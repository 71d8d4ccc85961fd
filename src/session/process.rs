//! Watched session process.

use std::sync::Arc;

use tokio::io::AsyncWriteExt;
use tokio::process::{Child, ChildStdin};
use tokio::sync::mpsc::{unbounded_channel, UnboundedReceiver, UnboundedSender};
use tokio::sync::{watch, Mutex};
use tokio::task::JoinHandle;

use super::events::spawn_line_pump;
use super::{stop_requested, ExecEvent, ForceStop, TreeKiller};
use crate::error::ExecError;
use crate::output::{OutputOrigin, ShellOutput};

/// Session stdin shared between writers and the watcher. `None` once closed.
pub(crate) type SharedStdin = Arc<Mutex<Option<ChildStdin>>>;

/// A spawned, watched session process.
pub(crate) struct SessionProcess {
    pub stdin: SharedStdin,
    pub force_stop: ForceStop,
    pub events: UnboundedReceiver<ExecEvent>,
    pub tx: UnboundedSender<ExecEvent>,
}

/// Take ownership of `child`, emit `Started`, and start the pipe readers and
/// the exit watcher.
///
/// The returned `tx` lets callers inject events (echoed writes) into the
/// same ordered stream.
pub(crate) fn spawn_session_process(
    mut child: Child,
    tag: &str,
    command: &str,
    interruptible: bool,
    killer: Option<Arc<dyn TreeKiller>>,
) -> Result<SessionProcess, ExecError> {
    let stdin = child
        .stdin
        .take()
        .ok_or_else(|| ExecError::ProcessAcquisition("session stdin is not piped".into()))?;
    let stdout = child
        .stdout
        .take()
        .ok_or_else(|| ExecError::ProcessAcquisition("session stdout is not piped".into()))?;
    let stderr = child
        .stderr
        .take()
        .ok_or_else(|| ExecError::ProcessAcquisition("session stderr is not piped".into()))?;

    let (tx, events) = unbounded_channel();
    let (force_stop, stop_rx) = ForceStop::new(tag, killer);
    let _ = tx.send(ExecEvent::Started {
        tag: tag.to_string(),
        command: command.to_string(),
        force_stop: interruptible.then(|| force_stop.clone()),
    });

    let pumps = vec![
        spawn_line_pump(stdout, OutputOrigin::Stdout, tx.clone()),
        spawn_line_pump(stderr, OutputOrigin::Stderr, tx.clone()),
    ];
    let stdin: SharedStdin = Arc::new(Mutex::new(Some(stdin)));
    tokio::spawn(watch_process(
        child,
        stdin.clone(),
        pumps,
        stop_rx,
        tx.clone(),
        tag.to_string(),
    ));
    tracing::debug!(tag, interruptible, "session process started");

    Ok(SessionProcess {
        stdin,
        force_stop,
        events,
        tx,
    })
}

async fn watch_process(
    mut child: Child,
    stdin: SharedStdin,
    pumps: Vec<JoinHandle<()>>,
    mut stop_rx: watch::Receiver<bool>,
    tx: UnboundedSender<ExecEvent>,
    tag: String,
) {
    let aborts: Vec<_> = pumps.iter().map(JoinHandle::abort_handle).collect();
    let status = tokio::select! {
        status = child.wait() => status,
        _ = stop_requested(&mut stop_rx) => {
            drop(stdin.lock().await.take());
            aborts.iter().for_each(|pump| pump.abort());
            if let Err(err) = child.start_kill() {
                tracing::warn!(tag = %tag, error = %err, "failed to kill session process");
            }
            child.wait().await
        }
    };

    // Background children may hold the pipes open past the shell's exit.
    let drained = async {
        for pump in pumps {
            let _ = pump.await;
        }
    };
    tokio::select! {
        _ = drained => {}
        _ = stop_requested(&mut stop_rx) => {
            aborts.iter().for_each(|pump| pump.abort());
        }
    }

    // Taking stdin under its lock orders every echoed write before `Exited`.
    drop(stdin.lock().await.take());
    let code = match status {
        Ok(status) => status.code(),
        Err(err) => {
            tracing::warn!(tag = %tag, error = %err, "failed to read session exit status");
            None
        }
    };
    tracing::debug!(tag = %tag, ?code, "session process exited");
    let _ = tx.send(ExecEvent::Exited { code });
}

/// Write `bytes` to the session stdin and flush.
pub(crate) async fn write_input(stdin: &SharedStdin, bytes: &[u8]) -> Result<(), ExecError> {
    let mut guard = stdin.lock().await;
    let pipe = guard
        .as_mut()
        .ok_or_else(|| ExecError::Stream("session input is closed".into()))?;
    pipe.write_all(bytes)
        .await
        .map_err(|e| ExecError::stream("write session input", e))?;
    pipe.flush()
        .await
        .map_err(|e| ExecError::stream("flush session input", e))
}

/// Write a command and echo it into the event stream while holding the
/// stdin lock.
pub(crate) async fn write_echoed(
    stdin: &SharedStdin,
    tx: &UnboundedSender<ExecEvent>,
    cmd: &str,
) -> Result<(), ExecError> {
    let mut guard = stdin.lock().await;
    let pipe = guard
        .as_mut()
        .ok_or_else(|| ExecError::Stream("session input is closed".into()))?;
    let mut line = cmd.trim_end_matches('\n').to_string();
    line.push('\n');
    pipe.write_all(line.as_bytes())
        .await
        .map_err(|e| ExecError::stream("write session input", e))?;
    pipe.flush()
        .await
        .map_err(|e| ExecError::stream("flush session input", e))?;
    let echoed = cmd.trim();
    if !echoed.is_empty() {
        let _ = tx.send(ExecEvent::Output(ShellOutput::text(OutputOrigin::Input, echoed)));
    }
    Ok(())
}

/// Close the session stdin. Closing an already closed input is a no-op.
pub(crate) async fn close_input(stdin: &SharedStdin) {
    if let Some(mut pipe) = stdin.lock().await.take() {
        if let Err(err) = pipe.shutdown().await {
            tracing::warn!(error = %err, "failed to close session input");
        }
    }
}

========

WORK ORDER>
All entries must come back exactly as they were written.

RESPONSE AREA>
repository 71d8d4ccc85961fd
filename src/session/process.rs
//! Watched session process.

use std::sync::Arc;

use tokio::io::AsyncWriteExt;
use tokio::process::{Child, ChildStdin};
use tokio::sync::mpsc::{unbounded_channel, UnboundedReceiver, UnboundedSender};
use tokio::sync::{watch, Mutex};
use tokio::task::JoinHandle;

use super::events::spawn_line_pump;
use super::{stop_requested, ExecEvent, ForceStop, TreeKiller};
use crate::error::ExecError;
use crate::output::{OutputOrigin, ShellOutput};

/// Session stdin shared between writers and the watcher. `None` once closed.
pub(crate) type SharedStdin = Arc<Mutex<Option<ChildStdin>>>;

/// A spawned, watched session process.
pub(crate) struct SessionProcess {
    pub stdin: SharedStdin,
    pub force_stop: ForceStop,
    pub events: UnboundedReceiver<ExecEvent>,
    pub tx: UnboundedSender<ExecEvent>,
}

/// Take ownership of `child`, emit `Started`, and start the pipe readers and
/// the exit watcher.
///
/// The returned `tx` lets callers inject events (echoed writes) into the
/// same ordered stream.
pub(crate) fn spawn_session_process(
    mut child: Child,
    tag: &str,
    command: &str,
    interruptible: bool,
    killer: Option<Arc<dyn TreeKiller>>,
) -> Result<SessionProcess, ExecError> {
    let stdin = child
        .stdin
        .take()
        .ok_or_else(|| ExecError::ProcessAcquisition("session stdin is not piped".into()))?;
    let stdout = child
        .stdout
        .take()
        .ok_or_else(|| ExecError::ProcessAcquisition("session stdout is not piped".into()))?;
    let stderr = child
        .stderr
        .take()
        .ok_or_else(|| ExecError::ProcessAcquisition("session stderr is not piped".into()))?;

    let (tx, events) = unbounded_channel();
    let (force_stop, stop_rx) = ForceStop::new(tag, killer);
    let _ = tx.send(ExecEvent::Started {
        tag: tag.to_string(),
        command: command.to_string(),
        force_stop: interruptible.then(|| force_stop.clone()),
    });

    let pumps = vec![
        spawn_line_pump(stdout, OutputOrigin::Stdout, tx.clone()),
        spawn_line_pump(stderr, OutputOrigin::Stderr, tx.clone()),
    ];
    let stdin: SharedStdin = Arc::new(Mutex::new(Some(stdin)));
    tokio::spawn(watch_process(
        child,
        stdin.clone(),
        pumps,
        stop_rx,
        tx.clone(),
        tag.to_string(),
    ));
    tracing::debug!(tag, interruptible, "session process started");

    Ok(SessionProcess {
        stdin,
        force_stop,
        events,
        tx,
    })
}

async fn watch_process(
    mut child: Child,
    stdin: SharedStdin,
    pumps: Vec<JoinHandle<()>>,
    mut stop_rx: watch::Receiver<bool>,
    tx: UnboundedSender<ExecEvent>,
    tag: String,
) {
    let aborts: Vec<_> = pumps.iter().map(JoinHandle::abort_handle).collect();
    let status = tokio::select! {
        status = child.wait() => status,
        _ = stop_requested(&mut stop_rx) => {
            drop(stdin.lock().await.take());
            aborts.iter().for_each(|pump| pump.abort());
            if let Err(err) = child.start_kill() {
                tracing::warn!(tag = %tag, error = %err, "failed to kill session process");
            }
            child.wait().await
        }
    };

    // Background children may hold the pipes open past the shell's exit.
    let drained = async {
        for pump in pumps {
            let _ = pump.await;
        }
    };
    tokio::select! {
        _ = drained => {}
        _ = stop_requested(&mut stop_rx) => {
            aborts.iter().for_each(|pump| pump.abort());
        }
    }

    // Taking stdin under its lock orders every echoed write before `Exited`.
    drop(stdin.lock().await.take());
    let code = match status {
        Ok(status) => status.code(),
        Err(err) => {
            tracing::warn!(tag = %tag, error = %err, "failed to read session exit status");
            None
        }
    };
    tracing::debug!(tag = %tag, ?code, "session process exited");
    let _ = tx.send(ExecEvent::Exited { code });
}

/// Write `bytes` to the session stdin and flush.
pub(crate) async fn write_input(stdin: &SharedStdin, bytes: &[u8]) -> Result<(), ExecError> {
    let mut guard = stdin.lock().await;
    let pipe = guard
        .as_mut()
        .ok_or_else(|| ExecError::Stream("session input is closed".into()))?;
    pipe.write_all(bytes)
        .await
        .map_err(|e| ExecError::stream("write session input", e))?;
    pipe.flush()
        .await
        .map_err(|e| ExecError::stream("flush session input", e))
}

/// Write a command and echo it into the event stream while holding the
/// stdin lock.
pub(crate) async fn write_echoed(
    stdin: &SharedStdin,
    tx: &UnboundedSender<ExecEvent>,
    cmd: &str,
) -> Result<(), ExecError> {
    let mut guard = stdin.lock().await;
    let pipe = guard
        .as_mut()
        .ok_or_else(|| ExecError::Stream("session input is closed".into()))?;
    let mut line = cmd.trim_end_matches('\n').to_string();
    line.push('\n');
    pipe.write_all(line.as_bytes())
        .await
        .map_err(|e| ExecError::stream("write session input", e))?;
    pipe.flush()
        .await
        .map_err(|e| ExecError::stream("flush session input", e))?;
    let echoed = cmd.trim();
    if !echoed.is_empty() {
        let _ = tx.send(ExecEvent::Output(ShellOutput::text(OutputOrigin::Input, echoed)));
    }
    Ok(())
}

/// Close the session stdin. Closing an already closed input is a no-op.
pub(crate) async fn close_input(stdin: &SharedStdin) {
    if let Some(mut pipe) = stdin.lock().await.take() {
        if let Err(err) = pipe.shutdown().await {
            tracing::warn!(error = %err, "failed to close session input");
        }
    }
}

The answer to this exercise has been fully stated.